DAX index: current context
The DAX’s performance in 2025 has been striking: a year-to-date rise of roughly 23 per cent places it among the best-performing major equity indices worldwide. This advance has occurred even as core domestic indicators point to a weak economy. Third-quarter GDP for Germany was reported as unchanged on the quarter (0.0 per cent), and year-on-year growth has lingered at c. 0.3 per cent for the past three quarters, consistent with a stagnating output profile.
Headline consumer-price inflation has edged down slightly to 2.3 per cent year-on-year, signalling only limited disinflation. The persistence of weak aggregate demand — reflected in the flat GDP profile and subdued price dynamics — would normally militate against strong equity returns. Nevertheless, several factors help reconcile the dissonance between macro weakness and equity strength:
- Relative valuation: while the DAX trades at elevated multiples by some measures, these valuations remain comparatively benign relative to stretched metrics observed in other markets;
- Global market correlations: synchronised risk appetite and equity inflows have lifted European indices alongside US and Asian markets.

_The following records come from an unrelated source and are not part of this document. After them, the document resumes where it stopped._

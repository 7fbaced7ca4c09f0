//! Data Model
//!
//! The plain data the engine observes: identity-bearing [`Target`]s (objects
//! and arrays), the dynamic [`Value`]s they hold, and the [`Key`]s that
//! address their properties.
//!
//! Nothing in this module tracks or triggers. Raw reads and writes through a
//! `Target` are invisible to effects; only an
//! [`Observed`](crate::reactive::Observed) wrapper takes part in dependency
//! tracking.

mod key;
mod target;
mod value;

pub use key::{Key, LENGTH};
pub use target::{Target, TargetId, MAX_ARRAY_LENGTH};
pub use value::Value;

pub(crate) use target::{array_length, WeakTarget};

An indicative snapshot of valuation as at 12 November 2025 shows an average price-to-earnings (P/E) ratio of about 29 for the DAX-40 constituents, a PEG ratio near 1.3 and an enterprise-value-to-EBITDA multiple of about 13x. These levels imply that although the index is approaching record territory, market valuations are not universally extreme and are supported by earnings expectations and cross-market flows.
Technical analysis on DAX index
From a technical standpoint, the DAX retains a constructive medium-term profile but has spent recent months in a consolidation band:
Trend context. The index trades above its 50-, 100- and 200-day moving averages, indicating that the medium- to long-term trend is intact. Since May 2025 a horizontal consolidation range between about 23,000 and 24,600 has been evident; the volume profile suggests a degree of distribution near the upper bound of that range, reinforcing the 24,600 level as a significant resistance.
Resistance levels. Key upside barriers to monitor are 24,600 (the consolidation high and recent record area) and the psychological 25,000 mark. A decisive, high-volume break above 24,600 would increase the likelihood of extension toward 25,000 and beyond.
Support levels. On the downside, notable supports include 23,500 (proximate to the 200-day moving average) and 23,000 (the lower edge of the current consolidation). A sustained loss of the 23,000 area would raise the probability of a deeper correction.
Momentum indicators. Short-term oscillators (MACD and RSI) are close to neutral, which aligns with the observed range-bound behaviour since May. At present these indicators do not signal a strong directional bias, implying that price action is likely to be governed by breakouts until a clear macro or earnings catalyst emerges.

Figure 1. DAX index (2024–2025). Source: data from the Xetra Stock Exchange. Own analysis conducted via TradingView.